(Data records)
*-*-*

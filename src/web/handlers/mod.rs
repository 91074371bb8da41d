pub mod dashboard_handlers;
pub mod system_handlers;

pub use dashboard_handlers::*;
pub use system_handlers::*;
// src/analysis/ranking.rs
//! Ranking of scraped postings.
//!
//! Both modes decorate every record the same way and differ only in how
//! the decorated records are filtered and ordered. Sorting is stable, so
//! equal keys keep their input order.

use std::cmp::Ordering;

use clap::ValueEnum;

use super::keywords::score;
use super::salary::normalize_salary;
use crate::config::RankingConfig;
use crate::types::{JobRecord, RankedJob};

#[derive(Debug, Clone, Copy, PartialEq, Eq, Default, ValueEnum)]
pub enum RankingMode {
    /// Most keywords first, then highest salary.
    #[default]
    Technical,
    /// Lowest complexity-to-salary ratio first, top N only.
    Efficiency,
}

/// Decorate one record with its keyword match, salary estimate and ratio.
pub fn decorate(record: &JobRecord, keywords: &[String]) -> RankedJob {
    let matched = score(&record.description, keywords).into_matched();
    let salary = normalize_salary(&record.raw_salary);

    RankedJob::new(record.clone(), matched, salary)
}

/// Decorate every record, keeping input order.
pub fn analyze(records: &[JobRecord], config: &RankingConfig) -> Vec<RankedJob> {
    records
        .iter()
        .map(|record| decorate(record, config.keywords()))
        .collect()
}

/// Mode A: descending technical complexity, then descending salary.
pub fn rank_by_technical_score(records: &[JobRecord], config: &RankingConfig) -> Vec<RankedJob> {
    let mut ranked = analyze(records, config);
    ranked.sort_by(|a, b| {
        b.technical_complexity()
            .cmp(&a.technical_complexity())
            .then_with(|| b.estimated_annual_salary().total_cmp(&a.estimated_annual_salary()))
    });
    ranked
}

/// Mode B: records with a usable salary, ascending ratio, top N.
pub fn rank_by_efficiency(records: &[JobRecord], config: &RankingConfig) -> Vec<RankedJob> {
    let mut ranked: Vec<RankedJob> = analyze(records, config)
        .into_iter()
        .filter(|job| job.task_to_salary_ratio().is_some())
        .collect();

    ranked.sort_by(|a, b| compare_ratio(a.task_to_salary_ratio(), b.task_to_salary_ratio()));
    ranked.truncate(config.top_n());
    ranked
}

pub fn rank(mode: RankingMode, records: &[JobRecord], config: &RankingConfig) -> Vec<RankedJob> {
    match mode {
        RankingMode::Technical => rank_by_technical_score(records, config),
        RankingMode::Efficiency => rank_by_efficiency(records, config),
    }
}

fn compare_ratio(a: Option<f64>, b: Option<f64>) -> Ordering {
    match (a, b) {
        (Some(a), Some(b)) => a.total_cmp(&b),
        (Some(_), None) => Ordering::Less,
        (None, Some(_)) => Ordering::Greater,
        (None, None) => Ordering::Equal,
    }
}
//! Dashboard statistics over the faculty directory.

use chrono::{DateTime, Duration, Utc};
use serde::{Deserialize, Serialize};

use crate::models::Faculty;

/// Statuses that count towards the active-grants figure.
const GRANT_STATUSES: [&str; 2] = ["Active", "Grant Phase"];

/// Length of one growth comparison window, in days.
const GROWTH_WINDOW_DAYS: i64 = 30;

#[derive(Debug, Clone, PartialEq, Serialize, Deserialize)]
pub struct FacultyStats {
    pub total_faculty: usize,
    pub active_grants: usize,
    /// Percentage change of new faculty in the last 30 days against the 30
    /// days before; 0 when the earlier window is empty.
    pub research_growth: f64,
    pub avg_progress: f64,
}

fn round1(value: f64) -> f64 {
    (value * 10.0).round() / 10.0
}

pub fn compute_faculty_stats(faculty: &[Faculty], now: DateTime<Utc>) -> FacultyStats {
    let window = Duration::days(GROWTH_WINDOW_DAYS);
    let current_start = now - window;
    let previous_start = current_start - window;

    let active_grants = faculty
        .iter()
        .filter(|f| GRANT_STATUSES.contains(&f.status.as_str()))
        .count();
    let current = faculty.iter().filter(|f| f.created_at >= current_start).count();
    let previous = faculty
        .iter()
        .filter(|f| f.created_at >= previous_start && f.created_at < current_start)
        .count();

    let research_growth = if previous == 0 {
        0.0
    } else {
        round1((current as f64 - previous as f64) / previous as f64 * 100.0)
    };

    let avg_progress = if faculty.is_empty() {
        0.0
    } else {
        let total: u32 = faculty.iter().map(|f| u32::from(f.progress)).sum();
        round1(f64::from(total) / faculty.len() as f64)
    };

    FacultyStats {
        total_faculty: faculty.len(),
        active_grants,
        research_growth,
        avg_progress,
    }
}

#[cfg(test)]
mod tests {
    use super::*;
    use crate::models::{FacultyId, NewFaculty};

    fn member(id: i64, status: &str, progress: u32, created_at: DateTime<Utc>) -> Faculty {
        let new = NewFaculty {
            name: format!("Member {}", id),
            role: String::new(),
            dept: String::new(),
            research: String::new(),
            progress: Some(progress),
            status: status.to_string(),
        };
        Faculty::from_new(FacultyId::new(id), new, created_at)
    }

    #[test]
    fn test_empty_directory() {
        let stats = compute_faculty_stats(&[], Utc::now());
        assert_eq!(stats.total_faculty, 0);
        assert_eq!(stats.active_grants, 0);
        assert_eq!(stats.research_growth, 0.0);
        assert_eq!(stats.avg_progress, 0.0);
    }

    #[test]
    fn test_active_grants_counts_both_statuses() {
        let now = Utc::now();
        let faculty = vec![
            member(1, "Active", 0, now),
            member(2, "Grant Phase", 0, now),
            member(3, "On Leave", 0, now),
        ];
        assert_eq!(compute_faculty_stats(&faculty, now).active_grants, 2);
    }

    #[test]
    fn test_growth_compares_thirty_day_windows() {
        let now = Utc::now();
        let faculty = vec![
            member(1, "Active", 0, now - Duration::days(1)),
            member(2, "Active", 0, now - Duration::days(10)),
            member(3, "Active", 0, now - Duration::days(29)),
            member(4, "Active", 0, now - Duration::days(45)),
            member(5, "Active", 0, now - Duration::days(50)),
            // outside both windows
            member(6, "Active", 0, now - Duration::days(90)),
        ];
        // 3 new against 2 before: +50%
        assert_eq!(compute_faculty_stats(&faculty, now).research_growth, 50.0);
    }

    #[test]
    fn test_growth_is_zero_without_previous_window() {
        let now = Utc::now();
        let faculty = vec![member(1, "Active", 0, now)];
        assert_eq!(compute_faculty_stats(&faculty, now).research_growth, 0.0);
    }

    #[test]
    fn test_average_progress_rounds_to_one_decimal() {
        let now = Utc::now();
        let faculty = vec![
            member(1, "Active", 10, now),
            member(2, "Active", 20, now),
            member(3, "Active", 25, now),
        ];
        // 55 / 3 = 18.333...
        assert_eq!(compute_faculty_stats(&faculty, now).avg_progress, 18.3);
    }
}
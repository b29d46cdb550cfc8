//! Configuration loading from files and the environment.

use std::io::Write;

use giftech_admin::config::{AppConfig, ConfigError};
use giftech_admin::db::RepositoryFactory;

mod support;

use support::with_scoped_env;

fn write_config(name: &str, content: &str) -> std::path::PathBuf {
    let path = std::env::temp_dir().join(format!("giftech-{}-{}.toml", name, std::process::id()));
    let mut file = std::fs::File::create(&path).unwrap();
    file.write_all(content.as_bytes()).unwrap();
    path
}

#[test]
fn test_explicit_config_path_is_used() {
    let path = write_config("explicit", "[server]\nport = 9100\n\n[session]\nttl_minutes = 5\n");
    let config = with_scoped_env(
        &[
            ("GIFTECH_CONFIG", Some(path.to_str().unwrap())),
            ("HOST", None),
            ("PORT", None),
        ],
        AppConfig::load,
    )
    .unwrap();

    assert_eq!(config.server.port, 9100);
    assert_eq!(config.session.ttl(), chrono::Duration::minutes(5));
    let _ = std::fs::remove_file(path);
}

#[test]
fn test_env_overrides_file_values() {
    let path = write_config("override", "[server]\nhost = \"10.0.0.1\"\nport = 9100\n");
    let config = with_scoped_env(
        &[
            ("GIFTECH_CONFIG", Some(path.to_str().unwrap())),
            ("HOST", Some("127.0.0.1")),
            ("PORT", Some("9200")),
        ],
        AppConfig::load,
    )
    .unwrap();

    assert_eq!(config.server.bind_address(), "127.0.0.1:9200");
    let _ = std::fs::remove_file(path);
}

#[test]
fn test_malformed_file_reports_parse_error() {
    let path = write_config("broken", "[server\nport = ");
    let err = with_scoped_env(&[("GIFTECH_CONFIG", Some(path.to_str().unwrap()))], AppConfig::load).unwrap_err();
    assert!(matches!(err, ConfigError::Parse { .. }));
    let _ = std::fs::remove_file(path);
}

#[test]
fn test_invalid_port_env_is_rejected() {
    let err = with_scoped_env(&[("PORT", Some("http"))], || AppConfig::default().with_env_overrides()).unwrap_err();
    assert!(err.to_string().contains("PORT"));
}

#[tokio::test]
async fn test_repository_from_loaded_config() {
    let config = AppConfig::from_toml_str("[repository]\ntype = \"in-memory\"\n").unwrap();
    let repo = RepositoryFactory::from_settings(&config.repository).unwrap();
    assert!(repo.health_check().await.unwrap());
}

#[test]
fn test_zero_session_ttl_in_file_is_rejected() {
    let path = write_config("zero-ttl", "[session]\nttl_minutes = 0\n");
    let err = with_scoped_env(&[("GIFTECH_CONFIG", Some(path.to_str().unwrap()))], AppConfig::load).unwrap_err();
    assert!(matches!(err, ConfigError::Invalid { key: "session.ttl_minutes", .. }));
    let _ = std::fs::remove_file(path);
}

#[test]
fn test_access_grant_credentials_come_from_env() {
    let path = write_config("access", "[access_grant]\nscript_id = \"PUB;42\"\n");
    let config = with_scoped_env(
        &[
            ("GIFTECH_CONFIG", Some(path.to_str().unwrap())),
            ("ACCESS_GRANT_USER", Some("ops@giftech.example")),
            ("ACCESS_GRANT_PASSWORD", Some("s3cret")),
            ("ACCESS_GRANT_SCRIPT_ID", None),
            ("HOST", None),
            ("PORT", None),
        ],
        AppConfig::load,
    )
    .unwrap();

    assert!(config.access_grant.is_configured());
    assert_eq!(config.access_grant.script_id.as_deref(), Some("PUB;42"));
    assert_eq!(config.access_grant.username.as_deref(), Some("ops@giftech.example"));
    let _ = std::fs::remove_file(path);
}
//! Application configuration.
//!
//! Settings come from a TOML file (`giftech.toml`) with environment
//! overrides for the bind address and the access-grant credentials. Every
//! section is optional; a missing file yields the defaults.
//!
//! ```toml
//! [server]
//! host = "0.0.0.0"
//! port = 8080
//! body_limit_mb = 2
//!
//! [repository]
//! type = "local"
//!
//! [session]
//! ttl_minutes = 20
//!
//! [access_grant]
//! base_url = "https://www.tradingview.com"
//! script_id = "PUB;abc123"
//! timeout_secs = 20
//! ```
//!
//! The access-grant username and password are only read from
//! `ACCESS_GRANT_USER` and `ACCESS_GRANT_PASSWORD`.

use serde::{Deserialize, Serialize};
use std::fmt;
use std::fs;
use std::path::{Path, PathBuf};

/// Errors raised while loading configuration.
#[derive(Debug, thiserror::Error)]
pub enum ConfigError {
    #[error("Failed to read config file {path}: {source}")]
    Read {
        path: PathBuf,
        #[source]
        source: std::io::Error,
    },
    #[error("Failed to parse config file {path}: {source}")]
    Parse {
        path: PathBuf,
        #[source]
        source: toml::de::Error,
    },
    #[error("Invalid value for {key}: {value}")]
    InvalidEnv { key: &'static str, value: String },
    #[error("Invalid setting {key}: {reason}")]
    Invalid { key: &'static str, reason: String },
}

/// Top-level configuration.
#[derive(Debug, Clone, Default, Serialize, Deserialize)]
pub struct AppConfig {
    #[serde(default)]
    pub server: ServerSettings,
    #[serde(default)]
    pub repository: RepositorySettings,
    #[serde(default)]
    pub session: SessionSettings,
    #[serde(default)]
    pub access_grant: AccessGrantSettings,
}

/// HTTP listener settings.
#[derive(Debug, Clone, Serialize, Deserialize)]
pub struct ServerSettings {
    #[serde(default = "default_host")]
    pub host: String,
    #[serde(default = "default_port")]
    pub port: u16,
    /// Maximum accepted request body, in megabytes
    #[serde(default = "default_body_limit_mb")]
    pub body_limit_mb: usize,
}

impl Default for ServerSettings {
    fn default() -> Self {
        Self {
            host: default_host(),
            port: default_port(),
            body_limit_mb: default_body_limit_mb(),
        }
    }
}

impl ServerSettings {
    pub fn bind_address(&self) -> String {
        format!("{}:{}", self.host, self.port)
    }

    pub fn body_limit_bytes(&self) -> usize {
        self.body_limit_mb.saturating_mul(1024 * 1024)
    }
}

/// Storage backend selection.
#[derive(Debug, Clone, Serialize, Deserialize)]
pub struct RepositorySettings {
    #[serde(rename = "type", default = "default_repo_type")]
    pub repo_type: String,
}

impl Default for RepositorySettings {
    fn default() -> Self {
        Self {
            repo_type: default_repo_type(),
        }
    }
}

/// Third-party access-grant session settings.
#[derive(Debug, Clone, Serialize, Deserialize)]
pub struct SessionSettings {
    /// How long a signed-in session is reused before logging in again
    #[serde(default = "default_session_ttl_minutes")]
    pub ttl_minutes: i64,
}

impl Default for SessionSettings {
    fn default() -> Self {
        Self {
            ttl_minutes: default_session_ttl_minutes(),
        }
    }
}

impl SessionSettings {
    pub fn ttl(&self) -> chrono::Duration {
        chrono::Duration::minutes(self.ttl_minutes)
    }
}

/// External access-grant service.
#[derive(Clone, Serialize, Deserialize)]
pub struct AccessGrantSettings {
    #[serde(default = "default_access_grant_url")]
    pub base_url: String,
    /// Script users are granted access to
    #[serde(default)]
    pub script_id: Option<String>,
    #[serde(default)]
    pub username: Option<String>,
    #[serde(default, skip_serializing)]
    pub password: Option<String>,
    #[serde(default = "default_access_grant_timeout_secs")]
    pub timeout_secs: u64,
}

impl Default for AccessGrantSettings {
    fn default() -> Self {
        Self {
            base_url: default_access_grant_url(),
            script_id: None,
            username: None,
            password: None,
            timeout_secs: default_access_grant_timeout_secs(),
        }
    }
}

impl AccessGrantSettings {
    /// Credentials and script id are all present.
    pub fn is_configured(&self) -> bool {
        self.username.is_some() && self.password.is_some() && self.script_id.is_some()
    }
}

impl fmt::Debug for AccessGrantSettings {
    fn fmt(&self, f: &mut fmt::Formatter<'_>) -> fmt::Result {
        f.debug_struct("AccessGrantSettings")
            .field("base_url", &self.base_url)
            .field("script_id", &self.script_id)
            .field("username", &self.username)
            .field("password", &self.password.as_ref().map(|_| "<redacted>"))
            .field("timeout_secs", &self.timeout_secs)
            .finish()
    }
}

fn default_host() -> String {
    "0.0.0.0".to_string()
}

fn default_port() -> u16 {
    8080
}

fn default_body_limit_mb() -> usize {
    2
}

fn default_repo_type() -> String {
    "local".to_string()
}

fn default_session_ttl_minutes() -> i64 {
    20
}

fn default_access_grant_url() -> String {
    "https://www.tradingview.com".to_string()
}

fn default_access_grant_timeout_secs() -> u64 {
    20
}

impl AppConfig {
    /// Load configuration from a TOML file.
    pub fn from_file<P: AsRef<Path>>(path: P) -> Result<Self, ConfigError> {
        let path = path.as_ref();
        let content = fs::read_to_string(path).map_err(|source| ConfigError::Read {
            path: path.to_path_buf(),
            source,
        })?;
        let config = Self::from_toml_str(&content).map_err(|source| ConfigError::Parse {
            path: path.to_path_buf(),
            source,
        })?;
        config.validate()?;
        Ok(config)
    }

    pub fn from_toml_str(content: &str) -> Result<Self, toml::de::Error> {
        toml::from_str(content)
    }

    /// Search the standard locations for `giftech.toml`.
    ///
    /// `GIFTECH_CONFIG` takes precedence when set. Returns defaults when no
    /// file exists.
    pub fn from_default_location() -> Result<Self, ConfigError> {
        if let Ok(explicit) = std::env::var("GIFTECH_CONFIG") {
            return Self::from_file(explicit);
        }

        let search_paths = [
            PathBuf::from("giftech.toml"),
            PathBuf::from("backend/giftech.toml"),
            PathBuf::from("../giftech.toml"),
        ];

        for path in search_paths {
            if path.exists() {
                return Self::from_file(&path);
            }
        }

        Ok(Self::default())
    }

    /// Reject values the server cannot run with.
    pub fn validate(&self) -> Result<(), ConfigError> {
        if self.session.ttl_minutes <= 0 {
            return Err(ConfigError::Invalid {
                key: "session.ttl_minutes",
                reason: format!("must be positive, got {}", self.session.ttl_minutes),
            });
        }
        if self.server.body_limit_mb == 0 {
            return Err(ConfigError::Invalid {
                key: "server.body_limit_mb",
                reason: "must be at least 1".to_string(),
            });
        }
        if self.access_grant.timeout_secs == 0 {
            return Err(ConfigError::Invalid {
                key: "access_grant.timeout_secs",
                reason: "must be at least 1".to_string(),
            });
        }
        Ok(())
    }

    /// Apply `HOST`, `PORT` and `ACCESS_GRANT_*` environment overrides.
    pub fn with_env_overrides(self) -> Result<Self, ConfigError> {
        let mut config = self.with_overrides(std::env::var("HOST").ok(), std::env::var("PORT").ok())?;
        if let Ok(username) = std::env::var("ACCESS_GRANT_USER") {
            config.access_grant.username = Some(username);
        }
        if let Ok(password) = std::env::var("ACCESS_GRANT_PASSWORD") {
            config.access_grant.password = Some(password);
        }
        if let Ok(script_id) = std::env::var("ACCESS_GRANT_SCRIPT_ID") {
            config.access_grant.script_id = Some(script_id);
        }
        Ok(config)
    }

    fn with_overrides(mut self, host: Option<String>, port: Option<String>) -> Result<Self, ConfigError> {
        if let Some(host) = host {
            self.server.host = host;
        }
        if let Some(port) = port {
            self.server.port = port
                .parse()
                .map_err(|_| ConfigError::InvalidEnv { key: "PORT", value: port })?;
        }
        Ok(self)
    }

    /// Resolve the full configuration: file (or defaults), then environment.
    pub fn load() -> Result<Self, ConfigError> {
        let config = Self::from_default_location()?.with_env_overrides()?;
        config.validate()?;
        Ok(config)
    }
}

#[cfg(test)]
mod tests {
    use super::*;

    #[test]
    fn test_empty_file_uses_defaults() {
        let config = AppConfig::from_toml_str("").unwrap();
        assert_eq!(config.server.bind_address(), "0.0.0.0:8080");
        assert_eq!(config.repository.repo_type, "local");
        assert_eq!(config.session.ttl(), chrono::Duration::minutes(20));
        assert_eq!(config.server.body_limit_bytes(), 2 * 1024 * 1024);
    }

    #[test]
    fn test_parse_full_config() {
        let toml = r#"
[server]
host = "127.0.0.1"
port = 9000
body_limit_mb = 8

[repository]
type = "memory"

[session]
ttl_minutes = 5
"#;

        let config = AppConfig::from_toml_str(toml).unwrap();
        assert_eq!(config.server.bind_address(), "127.0.0.1:9000");
        assert_eq!(config.server.body_limit_mb, 8);
        assert_eq!(config.repository.repo_type, "memory");
        assert_eq!(config.session.ttl_minutes, 5);
    }

    #[test]
    fn test_partial_section_keeps_field_defaults() {
        let config = AppConfig::from_toml_str("[server]\nport = 3000\n").unwrap();
        assert_eq!(config.server.host, "0.0.0.0");
        assert_eq!(config.server.port, 3000);
    }

    #[test]
    fn test_overrides_replace_file_values() {
        let config = AppConfig::default()
            .with_overrides(Some("localhost".to_string()), Some("7070".to_string()))
            .unwrap();
        assert_eq!(config.server.bind_address(), "localhost:7070");
    }

    #[test]
    fn test_invalid_port_override_is_rejected() {
        let err = AppConfig::default()
            .with_overrides(None, Some("eighty".to_string()))
            .unwrap_err();
        assert!(matches!(err, ConfigError::InvalidEnv { key: "PORT", .. }));
    }

    #[test]
    fn test_non_positive_session_ttl_is_rejected() {
        for ttl in ["0", "-5"] {
            let config = AppConfig::from_toml_str(&format!("[session]\nttl_minutes = {}\n", ttl)).unwrap();
            let err = config.validate().unwrap_err();
            assert!(matches!(err, ConfigError::Invalid { key: "session.ttl_minutes", .. }));
        }
        assert!(AppConfig::default().validate().is_ok());
    }

    #[test]
    fn test_body_limit_saturates_instead_of_overflowing() {
        let server = ServerSettings {
            body_limit_mb: usize::MAX / 2,
            ..ServerSettings::default()
        };
        assert_eq!(server.body_limit_bytes(), usize::MAX);

        let config = AppConfig::from_toml_str("[server]\nbody_limit_mb = 0\n").unwrap();
        assert!(matches!(
            config.validate(),
            Err(ConfigError::Invalid { key: "server.body_limit_mb", .. })
        ));
    }

    #[test]
    fn test_access_grant_needs_all_credentials() {
        let config = AppConfig::from_toml_str("[access_grant]\nscript_id = \"PUB;1\"\nusername = \"ops\"\n").unwrap();
        assert_eq!(config.access_grant.base_url, "https://www.tradingview.com");
        assert!(!config.access_grant.is_configured());

        let mut settings = config.access_grant;
        settings.password = Some("hunter2".to_string());
        assert!(settings.is_configured());
        assert!(!format!("{:?}", settings).contains("hunter2"));
    }

    #[test]
    fn test_missing_file_reports_path() {
        let err = AppConfig::from_file("/nonexistent/giftech.toml").unwrap_err();
        assert!(err.to_string().contains("/nonexistent/giftech.toml"));
    }
}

*-*-*

* **The problem**:
Restate the records above verbatim up to and including the line containing "is stable, so".

* **Task answer**:
filename src/web/handlers/mod.rs
repository 91074371bb8da41d
pub mod dashboard_handlers;
pub mod system_handlers;

pub use dashboard_handlers::*;
pub use system_handlers::*;
// src/analysis/ranking.rs
//! Ranking of scraped postings.
//!
//! Both modes decorate every record the same way and differ only in how
//! the decorated records are filtered and ordered. Sorting is stable, so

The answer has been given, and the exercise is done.